(Dataset entries)
___
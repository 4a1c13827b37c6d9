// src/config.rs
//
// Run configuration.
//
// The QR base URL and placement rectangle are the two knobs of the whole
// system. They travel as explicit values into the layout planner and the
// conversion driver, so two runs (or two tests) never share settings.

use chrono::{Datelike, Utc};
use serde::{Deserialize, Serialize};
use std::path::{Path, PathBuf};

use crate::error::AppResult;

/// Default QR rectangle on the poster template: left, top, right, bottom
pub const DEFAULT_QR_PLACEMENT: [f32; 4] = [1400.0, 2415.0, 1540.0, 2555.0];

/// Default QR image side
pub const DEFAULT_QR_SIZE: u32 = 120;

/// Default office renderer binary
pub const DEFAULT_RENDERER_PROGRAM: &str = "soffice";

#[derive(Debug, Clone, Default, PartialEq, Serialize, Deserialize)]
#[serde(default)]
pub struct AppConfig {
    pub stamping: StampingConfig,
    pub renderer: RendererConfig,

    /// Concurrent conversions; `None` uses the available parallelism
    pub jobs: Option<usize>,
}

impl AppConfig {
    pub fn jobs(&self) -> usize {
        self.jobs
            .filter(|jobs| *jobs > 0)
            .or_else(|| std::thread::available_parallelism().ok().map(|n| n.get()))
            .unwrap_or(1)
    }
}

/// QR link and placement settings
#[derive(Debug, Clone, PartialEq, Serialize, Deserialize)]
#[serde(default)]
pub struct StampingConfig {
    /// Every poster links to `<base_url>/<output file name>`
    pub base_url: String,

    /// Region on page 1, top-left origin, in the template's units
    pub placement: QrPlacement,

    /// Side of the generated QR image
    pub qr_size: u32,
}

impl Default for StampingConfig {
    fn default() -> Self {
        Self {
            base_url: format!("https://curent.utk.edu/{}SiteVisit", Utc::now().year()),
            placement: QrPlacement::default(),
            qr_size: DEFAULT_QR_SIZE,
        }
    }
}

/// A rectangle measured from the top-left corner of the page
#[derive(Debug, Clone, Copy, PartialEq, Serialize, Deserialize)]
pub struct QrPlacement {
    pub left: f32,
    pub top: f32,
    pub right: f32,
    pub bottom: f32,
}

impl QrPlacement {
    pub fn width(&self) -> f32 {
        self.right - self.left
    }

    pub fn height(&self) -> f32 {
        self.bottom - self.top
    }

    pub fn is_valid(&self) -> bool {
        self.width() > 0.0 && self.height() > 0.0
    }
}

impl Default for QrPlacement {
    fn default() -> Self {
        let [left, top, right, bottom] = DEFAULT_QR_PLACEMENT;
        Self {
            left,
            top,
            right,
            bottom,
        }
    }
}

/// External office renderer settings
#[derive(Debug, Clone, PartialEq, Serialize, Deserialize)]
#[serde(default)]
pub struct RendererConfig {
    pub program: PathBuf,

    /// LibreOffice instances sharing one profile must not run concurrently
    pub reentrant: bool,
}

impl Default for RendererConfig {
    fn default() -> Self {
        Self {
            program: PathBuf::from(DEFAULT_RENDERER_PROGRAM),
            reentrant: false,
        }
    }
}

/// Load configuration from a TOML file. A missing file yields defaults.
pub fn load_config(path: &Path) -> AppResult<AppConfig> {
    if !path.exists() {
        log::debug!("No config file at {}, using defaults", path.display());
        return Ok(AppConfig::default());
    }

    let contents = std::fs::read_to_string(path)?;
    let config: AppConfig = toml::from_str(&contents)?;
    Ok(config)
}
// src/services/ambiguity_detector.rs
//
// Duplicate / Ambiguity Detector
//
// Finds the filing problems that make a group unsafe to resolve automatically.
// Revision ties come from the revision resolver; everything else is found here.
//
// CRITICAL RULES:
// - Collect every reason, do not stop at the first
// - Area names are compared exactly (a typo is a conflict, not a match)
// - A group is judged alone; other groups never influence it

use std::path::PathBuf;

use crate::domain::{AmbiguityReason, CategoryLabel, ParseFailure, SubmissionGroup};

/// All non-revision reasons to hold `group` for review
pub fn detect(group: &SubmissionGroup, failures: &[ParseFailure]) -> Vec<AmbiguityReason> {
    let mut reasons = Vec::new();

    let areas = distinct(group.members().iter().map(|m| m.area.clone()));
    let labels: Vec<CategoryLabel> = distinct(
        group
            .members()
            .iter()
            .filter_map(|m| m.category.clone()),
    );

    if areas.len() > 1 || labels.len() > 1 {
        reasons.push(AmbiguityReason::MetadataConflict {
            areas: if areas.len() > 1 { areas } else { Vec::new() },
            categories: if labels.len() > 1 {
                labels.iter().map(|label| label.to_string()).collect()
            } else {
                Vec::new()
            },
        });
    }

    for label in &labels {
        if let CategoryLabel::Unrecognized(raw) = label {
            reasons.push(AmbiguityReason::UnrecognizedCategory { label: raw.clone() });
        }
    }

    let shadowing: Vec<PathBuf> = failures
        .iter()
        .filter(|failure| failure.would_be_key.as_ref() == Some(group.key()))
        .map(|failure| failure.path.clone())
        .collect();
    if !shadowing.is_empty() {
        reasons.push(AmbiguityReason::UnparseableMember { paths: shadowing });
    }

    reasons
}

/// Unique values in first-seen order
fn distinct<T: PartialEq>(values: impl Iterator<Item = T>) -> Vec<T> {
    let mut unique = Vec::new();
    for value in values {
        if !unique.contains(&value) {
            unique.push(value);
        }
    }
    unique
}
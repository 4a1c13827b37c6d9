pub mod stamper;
___
### Work order
Find all lines holding the word "revision" in the records above and copy them.

### Solution for this exercise
// Revision ties come from the revision resolver; everything else is found here.
/// All non-revision reasons to hold `group` for review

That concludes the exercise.